Work to complete: Lines to restate from the data below: from the one containing "filename src/lib.rs" to the one containing "pub use context::ContextDocument;", both included. Give them again exactly, and only them.

----

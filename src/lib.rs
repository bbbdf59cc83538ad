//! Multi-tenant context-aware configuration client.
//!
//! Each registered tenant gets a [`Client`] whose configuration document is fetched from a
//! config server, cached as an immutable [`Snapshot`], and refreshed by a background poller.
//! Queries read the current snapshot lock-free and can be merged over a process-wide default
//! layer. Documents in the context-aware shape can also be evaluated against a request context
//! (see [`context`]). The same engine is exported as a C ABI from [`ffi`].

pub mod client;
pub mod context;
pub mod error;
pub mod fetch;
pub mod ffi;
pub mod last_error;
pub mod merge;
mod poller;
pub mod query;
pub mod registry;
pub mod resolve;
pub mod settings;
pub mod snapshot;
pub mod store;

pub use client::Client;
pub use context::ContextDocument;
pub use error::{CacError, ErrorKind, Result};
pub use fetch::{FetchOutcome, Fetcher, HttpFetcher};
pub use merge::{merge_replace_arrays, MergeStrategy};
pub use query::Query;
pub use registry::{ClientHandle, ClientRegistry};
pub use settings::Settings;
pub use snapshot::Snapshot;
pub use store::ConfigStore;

----

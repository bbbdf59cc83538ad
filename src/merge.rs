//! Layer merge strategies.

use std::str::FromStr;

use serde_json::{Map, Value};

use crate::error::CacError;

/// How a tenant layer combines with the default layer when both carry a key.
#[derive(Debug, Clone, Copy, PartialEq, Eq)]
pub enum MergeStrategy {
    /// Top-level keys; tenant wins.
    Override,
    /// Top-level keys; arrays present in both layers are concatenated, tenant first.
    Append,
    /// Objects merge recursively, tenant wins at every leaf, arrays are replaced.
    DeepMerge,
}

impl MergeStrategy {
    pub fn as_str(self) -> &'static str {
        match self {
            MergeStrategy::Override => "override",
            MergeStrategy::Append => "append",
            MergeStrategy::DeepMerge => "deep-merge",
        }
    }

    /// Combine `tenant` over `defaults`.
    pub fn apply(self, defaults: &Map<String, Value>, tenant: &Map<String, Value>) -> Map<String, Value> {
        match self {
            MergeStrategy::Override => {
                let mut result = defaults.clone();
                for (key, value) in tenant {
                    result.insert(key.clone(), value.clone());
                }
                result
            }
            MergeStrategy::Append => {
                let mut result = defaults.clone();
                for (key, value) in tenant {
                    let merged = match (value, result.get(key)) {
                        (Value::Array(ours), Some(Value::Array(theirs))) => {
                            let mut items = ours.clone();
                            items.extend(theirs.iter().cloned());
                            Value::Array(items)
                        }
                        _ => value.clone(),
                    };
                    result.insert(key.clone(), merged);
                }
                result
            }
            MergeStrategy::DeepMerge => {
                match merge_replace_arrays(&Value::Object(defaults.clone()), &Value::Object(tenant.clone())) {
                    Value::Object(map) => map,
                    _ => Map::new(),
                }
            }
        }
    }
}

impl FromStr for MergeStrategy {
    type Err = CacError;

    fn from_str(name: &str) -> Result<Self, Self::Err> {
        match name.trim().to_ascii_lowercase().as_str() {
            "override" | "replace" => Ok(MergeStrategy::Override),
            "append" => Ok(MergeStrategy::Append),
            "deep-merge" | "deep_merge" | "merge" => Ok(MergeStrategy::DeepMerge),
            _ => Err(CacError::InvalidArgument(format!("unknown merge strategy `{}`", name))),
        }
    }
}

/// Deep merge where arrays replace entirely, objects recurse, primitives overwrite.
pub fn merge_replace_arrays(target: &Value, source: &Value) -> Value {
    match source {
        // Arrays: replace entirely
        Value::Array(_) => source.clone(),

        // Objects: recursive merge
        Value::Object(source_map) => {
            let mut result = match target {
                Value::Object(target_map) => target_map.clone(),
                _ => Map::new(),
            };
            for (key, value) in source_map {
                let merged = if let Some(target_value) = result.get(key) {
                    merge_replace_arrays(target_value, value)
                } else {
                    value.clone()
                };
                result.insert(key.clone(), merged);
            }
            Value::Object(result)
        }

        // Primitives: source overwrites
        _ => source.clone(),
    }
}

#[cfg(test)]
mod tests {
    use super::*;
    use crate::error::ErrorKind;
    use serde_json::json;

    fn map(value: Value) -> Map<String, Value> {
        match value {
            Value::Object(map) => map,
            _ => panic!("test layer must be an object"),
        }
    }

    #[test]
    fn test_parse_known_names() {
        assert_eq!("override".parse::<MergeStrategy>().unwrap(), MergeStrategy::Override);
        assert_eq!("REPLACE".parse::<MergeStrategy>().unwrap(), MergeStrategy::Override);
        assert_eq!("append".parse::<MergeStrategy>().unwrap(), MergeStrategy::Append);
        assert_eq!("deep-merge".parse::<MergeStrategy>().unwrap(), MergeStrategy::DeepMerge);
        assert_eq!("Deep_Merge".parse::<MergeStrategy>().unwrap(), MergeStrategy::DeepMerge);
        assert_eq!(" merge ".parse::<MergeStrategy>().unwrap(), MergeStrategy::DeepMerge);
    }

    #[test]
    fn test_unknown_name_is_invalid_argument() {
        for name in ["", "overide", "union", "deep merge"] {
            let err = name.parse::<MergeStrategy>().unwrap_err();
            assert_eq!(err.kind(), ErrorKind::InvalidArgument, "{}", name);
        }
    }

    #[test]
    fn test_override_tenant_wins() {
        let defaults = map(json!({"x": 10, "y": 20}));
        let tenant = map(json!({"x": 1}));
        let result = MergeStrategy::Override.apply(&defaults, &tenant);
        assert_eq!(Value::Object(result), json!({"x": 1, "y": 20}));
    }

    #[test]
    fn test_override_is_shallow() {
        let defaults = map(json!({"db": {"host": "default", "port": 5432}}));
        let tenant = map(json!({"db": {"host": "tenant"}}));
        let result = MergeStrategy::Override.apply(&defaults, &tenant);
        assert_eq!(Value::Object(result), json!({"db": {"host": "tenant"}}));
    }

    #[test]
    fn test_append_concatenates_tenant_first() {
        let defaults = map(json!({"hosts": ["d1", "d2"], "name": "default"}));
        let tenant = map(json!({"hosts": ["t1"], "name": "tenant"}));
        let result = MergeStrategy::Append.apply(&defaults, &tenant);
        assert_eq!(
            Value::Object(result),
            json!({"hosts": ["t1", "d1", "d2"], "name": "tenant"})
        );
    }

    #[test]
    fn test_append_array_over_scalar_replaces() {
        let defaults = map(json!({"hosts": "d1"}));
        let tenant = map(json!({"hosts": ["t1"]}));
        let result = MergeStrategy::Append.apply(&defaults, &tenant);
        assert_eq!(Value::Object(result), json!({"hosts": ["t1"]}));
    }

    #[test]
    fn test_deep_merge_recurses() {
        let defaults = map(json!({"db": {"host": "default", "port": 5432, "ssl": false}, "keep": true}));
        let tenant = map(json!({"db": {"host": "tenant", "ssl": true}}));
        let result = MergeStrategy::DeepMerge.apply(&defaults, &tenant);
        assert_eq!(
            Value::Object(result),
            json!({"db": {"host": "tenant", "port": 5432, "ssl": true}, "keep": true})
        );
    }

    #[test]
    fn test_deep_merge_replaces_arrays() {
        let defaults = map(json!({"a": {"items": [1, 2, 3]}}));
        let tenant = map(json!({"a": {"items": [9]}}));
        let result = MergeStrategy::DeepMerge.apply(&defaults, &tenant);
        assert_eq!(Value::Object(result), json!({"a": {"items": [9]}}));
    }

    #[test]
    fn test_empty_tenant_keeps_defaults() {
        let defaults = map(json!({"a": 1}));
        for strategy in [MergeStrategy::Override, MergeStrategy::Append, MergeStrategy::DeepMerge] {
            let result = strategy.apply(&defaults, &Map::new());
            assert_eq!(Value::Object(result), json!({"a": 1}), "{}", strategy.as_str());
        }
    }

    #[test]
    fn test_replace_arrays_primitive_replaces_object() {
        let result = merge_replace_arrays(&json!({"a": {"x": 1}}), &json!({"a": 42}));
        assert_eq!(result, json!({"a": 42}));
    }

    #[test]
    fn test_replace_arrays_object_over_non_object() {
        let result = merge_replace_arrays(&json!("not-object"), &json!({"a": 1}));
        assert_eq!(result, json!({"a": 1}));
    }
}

----

Answer area:
filename src/lib.rs
repository bbbdf59cc83538ad
//! Multi-tenant context-aware configuration client.
//!
//! Each registered tenant gets a [`Client`] whose configuration document is fetched from a
//! config server, cached as an immutable [`Snapshot`], and refreshed by a background poller.
//! Queries read the current snapshot lock-free and can be merged over a process-wide default
//! layer. Documents in the context-aware shape can also be evaluated against a request context
//! (see [`context`]). The same engine is exported as a C ABI from [`ffi`].

pub mod client;
pub mod context;
pub mod error;
pub mod fetch;
pub mod ffi;
pub mod last_error;
pub mod merge;
mod poller;
pub mod query;
pub mod registry;
pub mod resolve;
pub mod settings;
pub mod snapshot;
pub mod store;

pub use client::Client;
pub use context::ContextDocument;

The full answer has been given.